[Raw data]:
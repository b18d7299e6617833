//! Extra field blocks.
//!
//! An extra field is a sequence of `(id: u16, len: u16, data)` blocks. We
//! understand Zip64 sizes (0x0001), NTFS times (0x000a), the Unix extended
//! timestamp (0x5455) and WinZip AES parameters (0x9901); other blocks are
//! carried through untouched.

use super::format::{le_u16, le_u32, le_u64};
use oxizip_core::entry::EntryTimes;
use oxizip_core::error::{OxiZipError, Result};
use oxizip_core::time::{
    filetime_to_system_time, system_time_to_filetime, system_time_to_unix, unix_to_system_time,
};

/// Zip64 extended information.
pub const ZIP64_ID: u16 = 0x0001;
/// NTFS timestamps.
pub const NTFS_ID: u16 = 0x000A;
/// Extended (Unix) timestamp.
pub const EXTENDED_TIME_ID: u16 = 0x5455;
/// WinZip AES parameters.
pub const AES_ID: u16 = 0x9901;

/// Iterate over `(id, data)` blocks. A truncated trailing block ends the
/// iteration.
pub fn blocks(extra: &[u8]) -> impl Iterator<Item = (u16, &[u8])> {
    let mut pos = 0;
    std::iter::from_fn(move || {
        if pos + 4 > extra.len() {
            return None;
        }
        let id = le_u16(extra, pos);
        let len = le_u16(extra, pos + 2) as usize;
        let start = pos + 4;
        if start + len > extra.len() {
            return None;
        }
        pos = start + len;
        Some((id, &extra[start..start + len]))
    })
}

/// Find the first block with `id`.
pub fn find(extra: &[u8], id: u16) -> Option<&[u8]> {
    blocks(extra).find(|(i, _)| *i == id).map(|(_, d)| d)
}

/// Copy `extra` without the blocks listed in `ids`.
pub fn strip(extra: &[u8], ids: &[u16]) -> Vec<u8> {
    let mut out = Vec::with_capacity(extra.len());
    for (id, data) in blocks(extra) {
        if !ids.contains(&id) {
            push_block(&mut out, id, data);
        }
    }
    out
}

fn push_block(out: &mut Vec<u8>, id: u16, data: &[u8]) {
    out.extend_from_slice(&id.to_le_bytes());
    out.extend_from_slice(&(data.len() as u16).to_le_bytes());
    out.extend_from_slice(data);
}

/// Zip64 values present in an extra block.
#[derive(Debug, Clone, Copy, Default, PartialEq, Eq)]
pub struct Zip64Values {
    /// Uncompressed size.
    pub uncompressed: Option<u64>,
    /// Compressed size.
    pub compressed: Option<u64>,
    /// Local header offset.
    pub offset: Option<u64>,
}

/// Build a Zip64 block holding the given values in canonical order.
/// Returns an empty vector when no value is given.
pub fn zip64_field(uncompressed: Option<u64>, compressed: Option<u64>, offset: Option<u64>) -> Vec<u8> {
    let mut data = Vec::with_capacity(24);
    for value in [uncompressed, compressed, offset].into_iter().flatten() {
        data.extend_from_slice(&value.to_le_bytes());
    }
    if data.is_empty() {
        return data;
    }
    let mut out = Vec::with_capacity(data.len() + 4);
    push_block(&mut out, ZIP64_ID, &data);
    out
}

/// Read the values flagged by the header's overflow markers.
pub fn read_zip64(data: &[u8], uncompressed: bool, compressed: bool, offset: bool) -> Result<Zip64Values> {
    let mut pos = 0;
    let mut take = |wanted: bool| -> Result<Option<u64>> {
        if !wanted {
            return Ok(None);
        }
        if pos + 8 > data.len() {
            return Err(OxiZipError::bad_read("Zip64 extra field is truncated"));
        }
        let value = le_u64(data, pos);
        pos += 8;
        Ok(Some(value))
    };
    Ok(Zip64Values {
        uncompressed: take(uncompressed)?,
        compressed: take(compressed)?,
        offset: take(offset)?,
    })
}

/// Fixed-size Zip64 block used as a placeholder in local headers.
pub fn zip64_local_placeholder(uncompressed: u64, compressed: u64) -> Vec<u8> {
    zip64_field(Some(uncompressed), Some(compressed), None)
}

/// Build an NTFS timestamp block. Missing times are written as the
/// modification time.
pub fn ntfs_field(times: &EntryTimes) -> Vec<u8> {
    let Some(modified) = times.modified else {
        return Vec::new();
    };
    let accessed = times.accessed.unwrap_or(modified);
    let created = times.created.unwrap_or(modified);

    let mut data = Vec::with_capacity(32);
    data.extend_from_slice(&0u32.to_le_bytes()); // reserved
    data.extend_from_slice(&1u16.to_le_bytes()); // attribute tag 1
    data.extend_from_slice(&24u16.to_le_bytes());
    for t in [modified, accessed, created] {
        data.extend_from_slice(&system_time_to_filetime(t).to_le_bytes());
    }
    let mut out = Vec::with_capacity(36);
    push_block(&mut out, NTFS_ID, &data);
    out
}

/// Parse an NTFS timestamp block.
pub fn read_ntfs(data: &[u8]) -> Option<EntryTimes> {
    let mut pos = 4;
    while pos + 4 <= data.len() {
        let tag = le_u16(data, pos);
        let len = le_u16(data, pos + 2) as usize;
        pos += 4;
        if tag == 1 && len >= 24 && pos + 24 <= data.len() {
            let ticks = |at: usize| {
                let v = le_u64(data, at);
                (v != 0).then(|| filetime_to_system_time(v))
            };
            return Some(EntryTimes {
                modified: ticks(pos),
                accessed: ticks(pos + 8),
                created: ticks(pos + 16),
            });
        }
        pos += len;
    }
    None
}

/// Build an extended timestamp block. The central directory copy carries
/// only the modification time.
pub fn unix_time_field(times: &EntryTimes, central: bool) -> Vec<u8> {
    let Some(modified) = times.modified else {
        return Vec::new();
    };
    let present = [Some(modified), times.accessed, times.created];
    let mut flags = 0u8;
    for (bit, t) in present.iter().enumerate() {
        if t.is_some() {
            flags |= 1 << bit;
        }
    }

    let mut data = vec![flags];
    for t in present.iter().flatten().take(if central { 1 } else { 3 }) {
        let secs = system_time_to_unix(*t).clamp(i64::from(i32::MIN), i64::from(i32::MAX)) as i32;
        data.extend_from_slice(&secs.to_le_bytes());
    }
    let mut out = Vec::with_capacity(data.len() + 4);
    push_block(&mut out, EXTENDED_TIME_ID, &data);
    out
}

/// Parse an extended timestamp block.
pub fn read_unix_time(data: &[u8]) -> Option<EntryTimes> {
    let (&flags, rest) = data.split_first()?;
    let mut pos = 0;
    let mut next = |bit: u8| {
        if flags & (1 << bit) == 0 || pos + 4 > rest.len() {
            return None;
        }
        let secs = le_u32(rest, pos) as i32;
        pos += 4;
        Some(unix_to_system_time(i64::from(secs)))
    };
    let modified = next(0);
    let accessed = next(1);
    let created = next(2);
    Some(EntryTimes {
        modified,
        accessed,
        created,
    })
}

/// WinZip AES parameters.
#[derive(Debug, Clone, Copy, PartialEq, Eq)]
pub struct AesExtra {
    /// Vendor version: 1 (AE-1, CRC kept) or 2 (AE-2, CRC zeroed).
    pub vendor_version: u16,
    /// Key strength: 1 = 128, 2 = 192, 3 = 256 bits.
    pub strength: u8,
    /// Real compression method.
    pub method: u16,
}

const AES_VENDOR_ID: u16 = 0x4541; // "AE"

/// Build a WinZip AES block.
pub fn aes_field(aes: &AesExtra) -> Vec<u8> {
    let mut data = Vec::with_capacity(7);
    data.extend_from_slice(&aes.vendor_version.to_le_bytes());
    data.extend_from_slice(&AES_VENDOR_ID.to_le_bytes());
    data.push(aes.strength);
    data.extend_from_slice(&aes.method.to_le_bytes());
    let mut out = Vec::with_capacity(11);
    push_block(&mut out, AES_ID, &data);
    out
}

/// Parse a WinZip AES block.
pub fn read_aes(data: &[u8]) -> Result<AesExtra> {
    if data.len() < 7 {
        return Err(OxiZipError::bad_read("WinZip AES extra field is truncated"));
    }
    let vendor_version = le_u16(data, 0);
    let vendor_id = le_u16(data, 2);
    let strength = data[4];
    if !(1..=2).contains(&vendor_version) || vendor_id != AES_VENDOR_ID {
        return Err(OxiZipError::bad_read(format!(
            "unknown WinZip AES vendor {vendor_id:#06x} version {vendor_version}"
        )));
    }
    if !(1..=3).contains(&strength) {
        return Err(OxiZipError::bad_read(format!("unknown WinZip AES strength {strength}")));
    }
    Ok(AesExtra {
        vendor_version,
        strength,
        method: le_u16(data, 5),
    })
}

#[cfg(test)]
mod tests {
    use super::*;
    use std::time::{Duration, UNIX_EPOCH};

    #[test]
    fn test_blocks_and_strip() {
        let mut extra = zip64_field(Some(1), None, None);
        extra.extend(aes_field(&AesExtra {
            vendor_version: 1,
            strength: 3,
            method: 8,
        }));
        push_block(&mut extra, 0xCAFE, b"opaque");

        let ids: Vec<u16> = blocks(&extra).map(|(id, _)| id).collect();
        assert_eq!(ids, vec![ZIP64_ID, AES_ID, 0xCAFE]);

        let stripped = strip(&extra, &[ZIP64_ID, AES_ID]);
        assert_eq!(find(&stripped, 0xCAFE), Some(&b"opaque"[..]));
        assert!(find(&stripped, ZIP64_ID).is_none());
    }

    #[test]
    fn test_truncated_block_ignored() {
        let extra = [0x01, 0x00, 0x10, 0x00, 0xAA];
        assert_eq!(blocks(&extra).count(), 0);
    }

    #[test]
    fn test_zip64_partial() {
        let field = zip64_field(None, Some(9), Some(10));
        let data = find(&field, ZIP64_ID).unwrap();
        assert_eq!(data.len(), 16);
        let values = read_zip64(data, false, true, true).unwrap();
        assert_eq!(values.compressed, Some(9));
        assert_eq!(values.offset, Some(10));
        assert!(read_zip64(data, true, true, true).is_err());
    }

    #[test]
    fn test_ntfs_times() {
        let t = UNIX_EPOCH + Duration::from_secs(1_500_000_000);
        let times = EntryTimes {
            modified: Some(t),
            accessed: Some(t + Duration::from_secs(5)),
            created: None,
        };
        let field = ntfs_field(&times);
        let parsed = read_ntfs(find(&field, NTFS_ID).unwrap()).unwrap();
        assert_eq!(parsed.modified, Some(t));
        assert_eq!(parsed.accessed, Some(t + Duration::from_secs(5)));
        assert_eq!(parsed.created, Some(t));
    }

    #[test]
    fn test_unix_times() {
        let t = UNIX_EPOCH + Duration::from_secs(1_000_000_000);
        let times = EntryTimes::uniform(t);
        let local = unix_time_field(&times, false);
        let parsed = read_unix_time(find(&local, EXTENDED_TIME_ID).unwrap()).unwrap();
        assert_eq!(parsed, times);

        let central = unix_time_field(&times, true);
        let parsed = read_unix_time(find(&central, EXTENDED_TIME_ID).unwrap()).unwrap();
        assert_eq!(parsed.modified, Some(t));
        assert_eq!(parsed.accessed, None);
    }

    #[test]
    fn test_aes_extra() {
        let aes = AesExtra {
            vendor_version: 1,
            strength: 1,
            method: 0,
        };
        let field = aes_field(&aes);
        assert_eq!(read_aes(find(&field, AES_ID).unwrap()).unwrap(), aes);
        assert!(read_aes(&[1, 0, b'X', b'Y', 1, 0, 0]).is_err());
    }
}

* * *

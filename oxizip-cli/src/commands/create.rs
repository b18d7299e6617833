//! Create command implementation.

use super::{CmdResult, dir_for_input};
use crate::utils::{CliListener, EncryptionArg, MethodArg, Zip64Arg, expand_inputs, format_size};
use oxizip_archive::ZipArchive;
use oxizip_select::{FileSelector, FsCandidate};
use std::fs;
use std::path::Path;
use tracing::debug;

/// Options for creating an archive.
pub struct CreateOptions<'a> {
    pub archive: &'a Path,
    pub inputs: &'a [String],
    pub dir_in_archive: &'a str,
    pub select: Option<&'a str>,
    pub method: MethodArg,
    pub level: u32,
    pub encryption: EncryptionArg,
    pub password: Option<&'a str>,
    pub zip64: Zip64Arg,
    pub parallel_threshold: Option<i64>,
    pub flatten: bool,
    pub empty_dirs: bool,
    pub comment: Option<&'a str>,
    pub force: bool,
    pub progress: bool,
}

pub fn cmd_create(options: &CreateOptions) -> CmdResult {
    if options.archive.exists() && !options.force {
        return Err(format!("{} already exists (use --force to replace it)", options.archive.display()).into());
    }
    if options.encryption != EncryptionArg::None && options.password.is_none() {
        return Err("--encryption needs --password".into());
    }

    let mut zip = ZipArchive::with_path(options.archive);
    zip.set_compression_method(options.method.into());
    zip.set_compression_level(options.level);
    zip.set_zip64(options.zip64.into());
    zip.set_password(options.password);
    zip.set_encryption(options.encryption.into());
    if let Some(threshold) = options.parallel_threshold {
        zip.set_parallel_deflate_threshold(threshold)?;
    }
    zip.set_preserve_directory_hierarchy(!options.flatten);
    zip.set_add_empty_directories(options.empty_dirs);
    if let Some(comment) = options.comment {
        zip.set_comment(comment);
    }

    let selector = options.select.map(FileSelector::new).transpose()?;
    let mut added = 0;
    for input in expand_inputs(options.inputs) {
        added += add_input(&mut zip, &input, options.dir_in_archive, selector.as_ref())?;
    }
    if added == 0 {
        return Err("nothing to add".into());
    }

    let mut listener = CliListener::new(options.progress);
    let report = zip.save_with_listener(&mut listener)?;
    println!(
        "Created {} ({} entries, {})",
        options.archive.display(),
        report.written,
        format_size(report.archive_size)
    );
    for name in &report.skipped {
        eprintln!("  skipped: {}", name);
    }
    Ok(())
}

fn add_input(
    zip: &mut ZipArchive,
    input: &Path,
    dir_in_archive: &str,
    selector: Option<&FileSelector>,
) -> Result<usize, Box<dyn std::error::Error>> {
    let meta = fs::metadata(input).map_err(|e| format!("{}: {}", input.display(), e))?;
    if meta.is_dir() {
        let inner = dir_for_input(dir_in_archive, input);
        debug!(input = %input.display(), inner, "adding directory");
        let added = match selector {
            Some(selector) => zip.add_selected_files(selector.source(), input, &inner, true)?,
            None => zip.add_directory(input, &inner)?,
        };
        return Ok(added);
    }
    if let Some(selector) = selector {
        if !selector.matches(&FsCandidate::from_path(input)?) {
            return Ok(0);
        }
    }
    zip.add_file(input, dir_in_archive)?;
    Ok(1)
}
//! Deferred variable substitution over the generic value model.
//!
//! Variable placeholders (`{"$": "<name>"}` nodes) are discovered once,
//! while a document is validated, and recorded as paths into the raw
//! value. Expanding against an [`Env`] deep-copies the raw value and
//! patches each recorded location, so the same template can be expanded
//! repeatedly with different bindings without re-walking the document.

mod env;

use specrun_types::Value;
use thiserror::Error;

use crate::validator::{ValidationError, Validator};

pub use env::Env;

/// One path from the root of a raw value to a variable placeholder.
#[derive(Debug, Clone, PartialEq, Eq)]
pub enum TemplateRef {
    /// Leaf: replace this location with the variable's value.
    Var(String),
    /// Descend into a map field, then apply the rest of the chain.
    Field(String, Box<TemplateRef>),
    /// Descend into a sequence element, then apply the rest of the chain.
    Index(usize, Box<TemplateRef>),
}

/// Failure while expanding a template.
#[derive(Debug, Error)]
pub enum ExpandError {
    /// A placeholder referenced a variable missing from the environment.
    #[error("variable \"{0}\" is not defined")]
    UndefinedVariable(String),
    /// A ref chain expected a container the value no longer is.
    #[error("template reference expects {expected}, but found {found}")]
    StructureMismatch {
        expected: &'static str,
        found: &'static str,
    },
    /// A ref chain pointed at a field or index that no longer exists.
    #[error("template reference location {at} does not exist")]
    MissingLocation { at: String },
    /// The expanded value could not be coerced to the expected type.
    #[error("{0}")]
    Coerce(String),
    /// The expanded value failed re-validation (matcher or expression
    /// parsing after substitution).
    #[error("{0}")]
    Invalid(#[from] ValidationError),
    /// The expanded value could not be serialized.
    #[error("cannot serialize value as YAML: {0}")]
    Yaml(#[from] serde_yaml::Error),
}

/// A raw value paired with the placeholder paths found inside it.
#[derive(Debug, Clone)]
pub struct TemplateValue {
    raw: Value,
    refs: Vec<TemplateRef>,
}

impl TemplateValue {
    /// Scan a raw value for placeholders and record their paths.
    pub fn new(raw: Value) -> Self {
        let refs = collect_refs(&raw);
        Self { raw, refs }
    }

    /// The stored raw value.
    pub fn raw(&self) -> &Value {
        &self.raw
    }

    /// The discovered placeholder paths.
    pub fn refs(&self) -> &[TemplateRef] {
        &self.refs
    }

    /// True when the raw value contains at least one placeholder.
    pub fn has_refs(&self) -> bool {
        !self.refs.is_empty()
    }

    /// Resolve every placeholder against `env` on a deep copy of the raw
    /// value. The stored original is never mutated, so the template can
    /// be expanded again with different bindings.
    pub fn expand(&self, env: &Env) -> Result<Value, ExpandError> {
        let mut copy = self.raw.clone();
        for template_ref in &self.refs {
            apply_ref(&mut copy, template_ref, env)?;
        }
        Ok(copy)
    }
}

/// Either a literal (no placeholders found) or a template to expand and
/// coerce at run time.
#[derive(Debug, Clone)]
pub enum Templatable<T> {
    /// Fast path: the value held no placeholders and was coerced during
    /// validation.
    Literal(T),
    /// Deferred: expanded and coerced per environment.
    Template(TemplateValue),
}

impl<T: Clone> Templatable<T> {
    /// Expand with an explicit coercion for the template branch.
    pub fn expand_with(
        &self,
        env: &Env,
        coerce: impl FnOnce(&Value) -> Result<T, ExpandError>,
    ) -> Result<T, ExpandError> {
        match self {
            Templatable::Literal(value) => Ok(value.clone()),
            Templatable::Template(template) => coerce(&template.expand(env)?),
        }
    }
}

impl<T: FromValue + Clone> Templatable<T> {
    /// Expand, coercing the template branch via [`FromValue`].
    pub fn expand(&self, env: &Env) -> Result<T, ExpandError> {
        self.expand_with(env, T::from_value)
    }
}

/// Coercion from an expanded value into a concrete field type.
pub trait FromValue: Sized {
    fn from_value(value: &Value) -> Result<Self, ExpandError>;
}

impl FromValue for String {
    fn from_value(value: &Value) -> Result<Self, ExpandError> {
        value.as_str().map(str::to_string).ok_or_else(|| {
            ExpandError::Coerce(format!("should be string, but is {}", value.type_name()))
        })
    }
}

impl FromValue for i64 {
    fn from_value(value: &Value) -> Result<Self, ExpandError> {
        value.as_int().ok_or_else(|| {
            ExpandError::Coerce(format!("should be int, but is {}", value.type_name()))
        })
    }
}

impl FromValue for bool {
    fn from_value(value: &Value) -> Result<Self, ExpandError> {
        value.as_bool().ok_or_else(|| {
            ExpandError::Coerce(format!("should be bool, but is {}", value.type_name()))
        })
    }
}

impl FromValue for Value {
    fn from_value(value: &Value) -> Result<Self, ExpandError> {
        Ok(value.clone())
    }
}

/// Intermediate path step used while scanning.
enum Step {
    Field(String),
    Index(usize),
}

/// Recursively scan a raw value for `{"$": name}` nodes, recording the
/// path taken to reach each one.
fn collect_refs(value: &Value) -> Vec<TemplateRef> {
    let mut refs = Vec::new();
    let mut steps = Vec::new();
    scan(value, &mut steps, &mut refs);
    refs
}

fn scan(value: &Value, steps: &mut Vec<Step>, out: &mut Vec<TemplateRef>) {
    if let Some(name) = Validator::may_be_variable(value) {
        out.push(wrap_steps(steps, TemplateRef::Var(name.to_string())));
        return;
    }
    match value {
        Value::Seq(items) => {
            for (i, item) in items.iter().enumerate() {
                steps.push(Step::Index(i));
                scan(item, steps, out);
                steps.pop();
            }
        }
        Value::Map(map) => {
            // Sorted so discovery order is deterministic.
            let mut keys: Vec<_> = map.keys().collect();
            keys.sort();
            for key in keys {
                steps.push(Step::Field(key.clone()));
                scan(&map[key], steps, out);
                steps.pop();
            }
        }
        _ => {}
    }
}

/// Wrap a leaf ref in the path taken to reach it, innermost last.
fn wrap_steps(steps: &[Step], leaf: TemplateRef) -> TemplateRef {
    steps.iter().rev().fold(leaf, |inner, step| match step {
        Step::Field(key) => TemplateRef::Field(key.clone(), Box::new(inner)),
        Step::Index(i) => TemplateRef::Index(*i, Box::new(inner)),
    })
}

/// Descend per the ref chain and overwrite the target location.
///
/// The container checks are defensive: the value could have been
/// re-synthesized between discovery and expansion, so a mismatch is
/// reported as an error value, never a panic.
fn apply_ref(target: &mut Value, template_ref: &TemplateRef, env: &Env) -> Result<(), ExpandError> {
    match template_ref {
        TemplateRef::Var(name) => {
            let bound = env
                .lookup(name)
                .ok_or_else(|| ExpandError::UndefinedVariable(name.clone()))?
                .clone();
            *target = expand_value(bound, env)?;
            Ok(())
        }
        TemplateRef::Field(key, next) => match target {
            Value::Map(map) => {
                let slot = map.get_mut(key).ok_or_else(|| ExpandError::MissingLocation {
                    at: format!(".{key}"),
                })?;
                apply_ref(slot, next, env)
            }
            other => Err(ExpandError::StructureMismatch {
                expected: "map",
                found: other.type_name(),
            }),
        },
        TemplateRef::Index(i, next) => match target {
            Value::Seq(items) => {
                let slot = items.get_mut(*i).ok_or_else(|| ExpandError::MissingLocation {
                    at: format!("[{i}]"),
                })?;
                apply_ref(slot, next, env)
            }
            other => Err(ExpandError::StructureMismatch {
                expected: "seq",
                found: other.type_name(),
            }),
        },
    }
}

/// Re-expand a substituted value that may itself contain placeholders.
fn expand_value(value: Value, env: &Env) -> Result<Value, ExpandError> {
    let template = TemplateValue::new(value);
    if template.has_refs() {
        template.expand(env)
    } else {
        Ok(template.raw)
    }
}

[Activity]: Your task is to find each line in the entries that contains the string "recorded" and copy it.

[Exercise response]:
//! while a document is validated, and recorded as paths into the raw
//! patches each recorded location, so the same template can be expanded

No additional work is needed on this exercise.